As with the Stilettos, several prizes are awarded: Best Novel (Adult), Best Novel (Children and Young Adult), Best True Crime Book, Best Debut Book, and Reader’s Choice (voted by members). In 2013 a new award was added, the Lifetime Achievement Award. Australian crime readers would not be surprised to learn that the inaugural winner of this award was Kerry Greenwood, author of the Phryne Fisher detective novels which have been recently adapted to a popular television series. I haven’t read the novels, but I love the 1920s inspired covers (of the current editions, anyhow) and have enjoyed the television series which beautifully reproduces the era in Melbourne.

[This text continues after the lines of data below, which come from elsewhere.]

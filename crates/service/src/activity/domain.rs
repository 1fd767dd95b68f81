use chrono::{DateTime, FixedOffset};
use serde::{Deserialize, Serialize};

/// Stored activity as returned to clients.
pub type Activity = models::activity::Model;

/// Create/update payload. Absent strings decode as empty so that the validation
/// policy, not the decoder, decides whether they are acceptable. `id`, `status`
/// and `created_at` are not part of the payload and are ignored if sent.
#[derive(Debug, Clone, Default, Serialize, Deserialize)]
pub struct ActivityInput {
    #[serde(default)]
    pub title: String,
    #[serde(default)]
    pub category: String,
    #[serde(default)]
    pub description: String,
    #[serde(default)]
    pub activity_date: Option<DateTime<FixedOffset>>,
}
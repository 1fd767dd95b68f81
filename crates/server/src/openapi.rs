use utoipa::OpenApi;
use utoipa::ToSchema;

#[derive(ToSchema)]
pub struct HealthResponse { pub status: String }

#[derive(ToSchema)]
pub struct StatusDoc {
    pub status: String,
    pub id: Option<i32>,
}

#[derive(ToSchema)]
pub struct MessageDoc { pub message: String }

#[derive(ToSchema)]
pub struct ActivityInputDoc {
    pub title: String,
    /// `TASK` or `EVENT` under strict validation
    pub category: String,
    pub description: String,
    /// RFC 3339 timestamp
    pub activity_date: String,
}

#[derive(ToSchema)]
pub struct ActivityDoc {
    pub id: i32,
    pub title: String,
    pub category: String,
    pub description: String,
    pub activity_date: String,
    pub status: String,
    pub created_at: String,
}

#[derive(OpenApi)]
#[openapi(
    paths(
        crate::routes::health,
        crate::routes::activities::list,
        crate::routes::activities::create,
        crate::routes::activities::update,
        crate::routes::activities::delete,
    ),
    components(
        schemas(
            HealthResponse,
            StatusDoc,
            MessageDoc,
            ActivityInputDoc,
            ActivityDoc,
        )
    ),
    tags(
        (name = "health"),
        (name = "activities")
    )
)]
pub struct ApiDoc;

Sixty-one books were entered for this year’s awards, which is apparently a record number. The winners are listed on the Sisters in Crime website so I won’t report on them all here. I was interested though to see that a Canberran whom I haven’t heard of, Pamela Burton, won the award for Best True Crime for her book The Waterlow killings: A portrait of a family tragedy. It’s about the murder of art curator Nick Waterlow and his daughter Chloe by their son and brother Anthony, a schizophrenia sufferer, and apparently explores the limits and failures of the mental health system. It’s the sort of crime book I could imagine reading!
There are other Australian awards for crime fiction – notably the Ned Kelly Awards. In fact, Kerry Greenwood won their Lifetime Achievement Award in 2003. I’m thinking I might do a bit of an occasional series on Australia’s literary awards for genre writing, if only to inform myself better on our literary landscape.